Kirche Stiftung XIe siècle (≈ 1150)
Baubeginn für St. Peter.
XIIe siècle
Bau des Chores
Bau des Chores XIIe siècle (≈ 1250)
Romanischer Chor und Anfang der Bucht.
XIVe siècle
Abschluss des Kirchenschiffs
Abschluss des Kirchenschiffs XIVe siècle (≈ 1450)
Ersatz von Öffnungen und Gewölben.
XVIe siècle
Ergänzung des Westportals
Ergänzung des Westportals XVIe siècle (≈ 1650)
Spätgotische Stil für das Portal.
24 novembre 1926
Historische Denkmalklassifikation
Historische Denkmalklassifikation 24 novembre 1926 (≈ 1926)

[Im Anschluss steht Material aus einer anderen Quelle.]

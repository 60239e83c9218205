//! Terminal-side alerts: the bell for in-focus sounds and OSC escape
//! sequences for desktop notifications.
//!
//! OSC 777 is understood by VTE-based terminals, foot, WezTerm and kitty;
//! iTerm2 and Windows Terminal take OSC 9 instead.

use std::io::{self, Write};

const BEL: &str = "\x07";

#[derive(Debug, Clone, Copy, PartialEq, Eq)]
pub enum OscFlavor {
    /// `ESC ] 777 ; notify ; title ; body BEL`
    Notify777,
    /// `ESC ] 9 ; message BEL`
    Growl9,
}

impl OscFlavor {
    pub fn detect<E>(env: E) -> Self
    where
        E: Fn(&str) -> Option<String>,
    {
        let iterm = env("TERM_PROGRAM").is_some_and(|p| p == "iTerm.app");
        if iterm || env("WT_SESSION").is_some() {
            OscFlavor::Growl9
        } else {
            OscFlavor::Notify777
        }
    }

    pub fn from_env() -> Self {
        Self::detect(|key| std::env::var(key).ok())
    }
}

/// Strip anything that could terminate or split the escape sequence.
fn clean(text: &str) -> String {
    text.chars()
        .filter(|c| !c.is_control() && *c != ';')
        .collect()
}

pub fn desktop_sequence(flavor: OscFlavor, title: &str, body: &str) -> String {
    match flavor {
        OscFlavor::Notify777 => {
            format!("\x1b]777;notify;{};{}{BEL}", clean(title), clean(body))
        }
        OscFlavor::Growl9 => format!("\x1b]9;{}: {}{BEL}", clean(title), clean(body)),
    }
}

pub fn play_sound() -> io::Result<()> {
    let mut out = io::stdout();
    out.write_all(BEL.as_bytes())?;
    out.flush()
}

pub fn desktop_notification(flavor: OscFlavor, title: &str, body: &str) -> io::Result<()> {
    let mut out = io::stdout();
    out.write_all(desktop_sequence(flavor, title, body).as_bytes())?;
    out.flush()
}

#[cfg(test)]
mod tests {
    use super::*;

    #[test]
    fn notify_777_sequence() {
        assert_eq!(
            desktop_sequence(OscFlavor::Notify777, "bob in general", "hi"),
            "\x1b]777;notify;bob in general;hi\x07"
        );
    }

    #[test]
    fn control_characters_and_separators_are_stripped() {
        assert_eq!(
            desktop_sequence(OscFlavor::Growl9, "bob", "a;b\x07c\x1b]d"),
            "\x1b]9;bob: abc]d\x07"
        );
    }

    #[test]
    fn flavor_detection() {
        assert_eq!(
            OscFlavor::detect(|k| (k == "TERM_PROGRAM").then(|| "iTerm.app".to_string())),
            OscFlavor::Growl9
        );
        assert_eq!(
            OscFlavor::detect(|k| (k == "WT_SESSION").then(|| "1".to_string())),
            OscFlavor::Growl9
        );
        assert_eq!(OscFlavor::detect(|_| None), OscFlavor::Notify777);
    }
}
//! # Full Controller
//!
//! The complete chat experience: room switching with leave/join, typing
//! presence in both directions, unread badges, notification routing,
//! toasts, sidebar search, the room drawer and the create-room dialog.
//!
//! ## Timers
//!
//! All timers are deadlines compared against the `now` passed to `update`
//! and checked on `Action::Tick`:
//!
//! | Timer        | Armed by                 | Fires                        |
//! |--------------|--------------------------|------------------------------|
//! | auto-join    | construction             | join first room / default    |
//! | typing idle  | every input keystroke    | `typing_stop`                |
//! | toast        | `push_toast`             | toast removed                |
//! | reload       | successful room creation | `Effect::Reload`             |

use std::time::Instant;

use log::{debug, info, warn};

use super::{Controller, Variant, apply_loaded_messages, cycle_target};
use crate::core::action::{Action, Effect};
use crate::core::config::{ControllerSettings, NotificationPermission};
use crate::core::format::slugify;
use crate::core::model::{ChatMessage, CreateRoomForm, Room};
use crate::core::state::{ChatState, ToastKind};
use crate::core::typing::LocalTyping;
use crate::net::{
    ChannelEvent, CreateRoomRequest, MessagePayload, OutboundEvent, RoomPayload, ServerEvent,
};

pub struct ChatController {
    state: ChatState,
    settings: ControllerSettings,
    local_typing: LocalTyping,
    auto_join_at: Option<Instant>,
    reload_at: Option<Instant>,
}

impl ChatController {
    pub fn new(mut state: ChatState, settings: ControllerSettings, now: Instant) -> Self {
        if state.notifications == NotificationPermission::Prompt {
            state.push_toast(
                ToastKind::Info,
                "Press Ctrl+G to enable desktop notifications",
                now,
                settings.toast_duration,
            );
        }
        Self {
            local_typing: LocalTyping::new(settings.typing_idle),
            auto_join_at: Some(now + settings.auto_join_delay),
            reload_at: None,
            state,
            settings,
        }
    }

    fn toast(&mut self, kind: ToastKind, text: impl Into<String>, now: Instant) {
        self.state
            .push_toast(kind, text, now, self.settings.toast_duration);
    }

    fn on_tick(&mut self, now: Instant) -> Vec<Effect> {
        let mut effects = Vec::new();
        self.state.expire_toasts(now);

        if self.auto_join_at.is_some_and(|at| now >= at) {
            self.auto_join_at = None;
            effects.extend(self.auto_join());
        }
        if self.local_typing.expired(now) {
            effects.extend(self.stop_typing());
        }
        if self.reload_at.is_some_and(|at| now >= at) {
            self.reload_at = None;
            info!("Reloading room list");
            effects.push(Effect::Reload);
        }
        effects
    }

    fn auto_join(&mut self) -> Vec<Effect> {
        match self.state.rooms.first().cloned() {
            Some(room) => self.join_room(room, true),
            None => {
                // No server rooms: show the default room without contacting the server.
                info!("No rooms available, showing default room");
                self.state.current_room = Some(Room::default_room());
                self.state.replace_messages(Vec::new());
                Vec::new()
            }
        }
    }

    /// Switch to `room`. A no-op when it is already current.
    fn join_room(&mut self, room: Room, load_messages: bool) -> Vec<Effect> {
        if self.state.is_current(&room.id) {
            return Vec::new();
        }
        info!("Joining room {} ({})", room.name, room.id);

        let mut effects = Vec::new();
        if let Some(previous) = self.state.current_room_id().map(str::to_string) {
            effects.push(Effect::Emit(OutboundEvent::LeaveRoom { room_id: previous }));
            effects.extend(self.stop_typing());
        }

        let room_id = room.id.clone();
        self.state.status_message = format!("#{}", room.name);
        self.state.current_room = Some(room);
        self.state.typing.clear();
        self.state.replace_messages(Vec::new());

        effects.push(Effect::Emit(OutboundEvent::JoinRoom {
            room_id: room_id.clone(),
        }));
        if load_messages {
            effects.push(Effect::FetchMessages {
                room_id: room_id.clone(),
                page: 1,
                per_page: self.settings.messages_per_page,
            });
        }
        self.state.unread.clear(&room_id);
        if self.state.viewport_width <= self.settings.narrow_width {
            self.state.drawer_open = false;
        }
        effects
    }

    fn select_room(&mut self, room_id: &str) -> Vec<Effect> {
        match self.state.rooms.get(room_id).cloned() {
            Some(room) => self.join_room(room, true),
            None => {
                warn!("Ignoring selection of unknown room {}", room_id);
                Vec::new()
            }
        }
    }

    /// Emits `typing_stop` only if the local user was typing.
    fn stop_typing(&mut self) -> Vec<Effect> {
        if !self.local_typing.stop() {
            return Vec::new();
        }
        match self.state.current_room_id() {
            Some(room_id) => vec![Effect::Emit(OutboundEvent::TypingStop {
                room_id: room_id.to_string(),
                username: self.state.user.username.clone(),
            })],
            None => Vec::new(),
        }
    }

    fn on_input(&mut self, now: Instant) -> Vec<Effect> {
        let Some(room_id) = self.state.current_room_id().map(str::to_string) else {
            return Vec::new();
        };
        if self.local_typing.keystroke(now) {
            vec![Effect::Emit(OutboundEvent::TypingStart {
                room_id,
                username: self.state.user.username.clone(),
            })]
        } else {
            Vec::new()
        }
    }

    fn send_message(&mut self, text: &str) -> Vec<Effect> {
        let text = text.trim();
        let Some(room_id) = self.state.current_room_id().map(str::to_string) else {
            return Vec::new();
        };
        if text.is_empty() {
            return Vec::new();
        }
        self.state.sent_count += 1;
        let mut effects = self.stop_typing();
        effects.push(Effect::Emit(OutboundEvent::SendMessage {
            room_id,
            message: text.to_string(),
        }));
        effects
    }

    fn on_message(&mut self, payload: MessagePayload) -> Vec<Effect> {
        let Some(message) = ChatMessage::from_payload(payload, None) else {
            warn!("Dropping message without a room id");
            return Vec::new();
        };
        let is_current = self.state.is_current(&message.room_id);
        let from_me = message.username == self.state.user.username;

        let mut effects = Vec::new();
        if !from_me {
            if self.state.visible && !is_current {
                effects.push(Effect::PlaySound);
            } else if !self.state.visible
                && self.state.notifications == NotificationPermission::Granted
            {
                let room_name = self
                    .state
                    .rooms
                    .get(&message.room_id)
                    .or(self.state.current_room.as_ref().filter(|_| is_current))
                    .map_or("Chat", |room| room.name.as_str());
                effects.push(Effect::DesktopNotification {
                    title: format!("{} in {}", message.username, room_name),
                    body: message.text.clone(),
                });
            }
        }

        if is_current {
            self.state.show_welcome = false;
            self.state.messages.push(message);
        } else {
            debug!("Message for room {} counted as unread", message.room_id);
            self.state.unread.increment(&message.room_id);
        }
        effects
    }

    fn on_channel(&mut self, event: ChannelEvent) -> Vec<Effect> {
        match event {
            ChannelEvent::Connected => {
                self.state.connected = true;
                self.state.status_message = String::from("Connected");
                Vec::new()
            }
            ChannelEvent::Disconnected(reason) => {
                info!("Disconnected: {}", reason);
                self.state.connected = false;
                self.state.status_message = String::from("Disconnected");
                Vec::new()
            }
            ChannelEvent::Reconnected => {
                info!("Reconnected");
                match self.state.current_room_id() {
                    Some(room_id) => vec![Effect::Emit(OutboundEvent::JoinRoom {
                        room_id: room_id.to_string(),
                    })],
                    None => Vec::new(),
                }
            }
            ChannelEvent::Server(event) => self.on_server_event(event),
        }
    }

    fn on_server_event(&mut self, event: ServerEvent) -> Vec<Effect> {
        match event {
            ServerEvent::Message(payload) => return self.on_message(payload),
            ServerEvent::UserTyping(typing) => {
                if self.state.is_current(&typing.room_id)
                    && typing.username != self.state.user.username
                {
                    self.state.typing.insert(&typing.username);
                }
            }
            ServerEvent::UserStoppedTyping(typing) => {
                self.state.typing.remove(&typing.username);
            }
            ServerEvent::UserJoined(presence) | ServerEvent::UserLeft(presence) => {
                if presence
                    .room_id
                    .as_deref()
                    .is_some_and(|id| self.state.is_current(id))
                {
                    info!(
                        "Presence change in current room: {}",
                        presence.username.as_deref().unwrap_or("someone")
                    );
                }
            }
            ServerEvent::JoinSuccess(joined) => {
                info!(
                    "Joined {} ({})",
                    joined.room_name.as_deref().unwrap_or("room"),
                    joined.room_id
                );
            }
            ServerEvent::Error(error) => {
                warn!("Server error: {}", error.message);
            }
        }
        Vec::new()
    }

    fn submit_create_room(&mut self, form: CreateRoomForm, now: Instant) -> Vec<Effect> {
        if self.state.creating_room {
            return Vec::new();
        }
        if form.name.trim().is_empty() {
            self.toast(ToastKind::Error, "Room name is required", now);
            return Vec::new();
        }
        self.state.creating_room = true;
        vec![Effect::CreateRoom(CreateRoomRequest {
            name: slugify(&form.name),
            description: form.description.trim().to_string(),
            is_private: form.is_private,
        })]
    }

    fn on_room_created(&mut self, result: Result<RoomPayload, String>, now: Instant) {
        self.state.creating_room = false;
        match result {
            Ok(room) => {
                info!("Room {} created, reloading", room.name);
                self.state.modal_open = false;
                self.toast(ToastKind::Success, "Room created successfully", now);
                self.reload_at = Some(now + self.settings.reload_delay);
            }
            Err(message) => {
                warn!("Room creation failed: {}", message);
                self.toast(ToastKind::Error, message, now);
            }
        }
    }
}

impl Controller for ChatController {
    fn variant(&self) -> Variant {
        Variant::Full
    }

    fn state(&self) -> &ChatState {
        &self.state
    }

    fn update(&mut self, action: Action, now: Instant) -> Vec<Effect> {
        match action {
            Action::Tick => return self.on_tick(now),
            Action::Resize { width, .. } => self.state.viewport_width = width,
            Action::FocusChanged(visible) => {
                self.state.visible = visible;
                if visible {
                    if let Some(room_id) = self.state.current_room_id().map(str::to_string) {
                        self.state.unread.clear(&room_id);
                    }
                }
            }
            Action::SelectRoom(room_id) => return self.select_room(&room_id),
            Action::CycleRoom(step) => {
                if let Some(room_id) = cycle_target(&self.state, step) {
                    return self.select_room(&room_id);
                }
            }
            Action::Submit(text) => return self.send_message(&text),
            Action::InputChanged => return self.on_input(now),
            Action::InputBlurred => return self.stop_typing(),
            Action::ToggleDrawer => self.state.drawer_open = !self.state.drawer_open,
            Action::Search(query) => self.state.search_query = query,
            Action::OpenCreateRoom => self.state.modal_open = true,
            Action::CloseModal => self.state.modal_open = false,
            Action::SubmitCreateRoom(form) => return self.submit_create_room(form, now),
            Action::RoomCreated(result) => self.on_room_created(result, now),
            Action::GrantNotifications => {
                self.state.notifications = NotificationPermission::Granted;
                self.toast(ToastKind::Success, "Desktop notifications enabled", now);
            }
            Action::Logout => {
                let mut effects = self.stop_typing();
                effects.push(Effect::Logout);
                return effects;
            }
            Action::Quit => return vec![Effect::Quit],
            Action::Channel(event) => return self.on_channel(event),
            Action::MessagesLoaded { room_id, result } => {
                apply_loaded_messages(&mut self.state, &room_id, result);
            }
        }
        Vec::new()
    }
}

Gelistet im Inventar historischer Denkmäler.
2000
Restbetrag
Restbetrag 2000 (≈ 2000)
17,532 € für großarbeiten.
Aujourd'hui
Aujourd'hui
Aujourd'hui Aujourd'hui (≈ 2025)
Position de référence.
Kulturgüter
Kirche: Registrierung durch Dekret vom 24. November 1926
Kennzahlen
Information non disponible - Kein historischer Charakter zitiert
Quellen nennen keine spezifischen Akteure.
Ursprung und Geschichte
Die Kirche Saint-Pierre de Graimbouville, in der Seine-Maritime-Abteilung in der Normandie, ist ein religiöses Gebäude, dessen Ursprung zurück zum 11. Jahrhundert. Zu dieser Zeit gegründet, ist es dem St. Peter und dem St. Paul gewidmet. Sein Chor, datiert das 12. Jahrhundert, und sein im 14. Jahrhundert vollendetes Kirchenschiff, veranschaulichen eine über mehrere Jahrhunderte verbreitete Konstruktion, mit bemerkenswerten Modifikationen wie den Austausch der Öffnungen und die Hinzufügung der transept.
Im 16. Jahrhundert wurde das westliche Tor gebaut, das eine architektonische Evolution in Richtung des spätgotischen Stils markiert. Anschließende Arbeiten, insbesondere im 18. Jahrhundert, betrafen die Öffnungen und den Wiegengewölbe des Kirchenschiffs. Die Sakristei, die Ende des 19. Jahrhunderts hinzugefügt wurde, vervollständigt das Gebäude. Die Kirche ist aus Stein, Flut und Sandstein gebaut und bietet einen lateinischen Kreuzplan, typisch für mittelalterliche Kirchen. Seine romanische Archatur im Heiligtum und die Vielfalt seiner Abdeckungen bezeugen von ihrer komplexen Geschichte.
Seit dem 24. November 1926 als historisches Denkmal eingestuft, erhielt die Kirche im Jahr 2000 einen Zuschuss von 17,532 Euro von der Stiftung zur Erhaltung der französischen Kunst für Großarbeiten. Diese Interventionen zielen darauf ab, ein reiches architektonisches Erbe zu erhalten, das stilistische Entwicklungen und liturgische Bedürfnisse im Laufe der Jahrhunderte widerspiegelt. Das Gebäude bleibt ein wichtiges Zeugnis für die religiöse und architektonische Geschichte der Normandie.
Die Lage der Kirche in Graimbouville, in einer von einem dichten mittelalterlichen Erbe geprägten Abteilung, unterstreicht ihre lokale Bedeutung. Seine Inschrift unter den historischen Denkmälern der Seine-Maritime und der Arrondissement von Le Havre verstärkt seinen Erbe Wert. Quellen, wie die Merimée-Basis oder die Arbeit der Flohic Collective, dokumentieren ihre Entwicklung und ihren Platz in der Norman Religionslandschaft.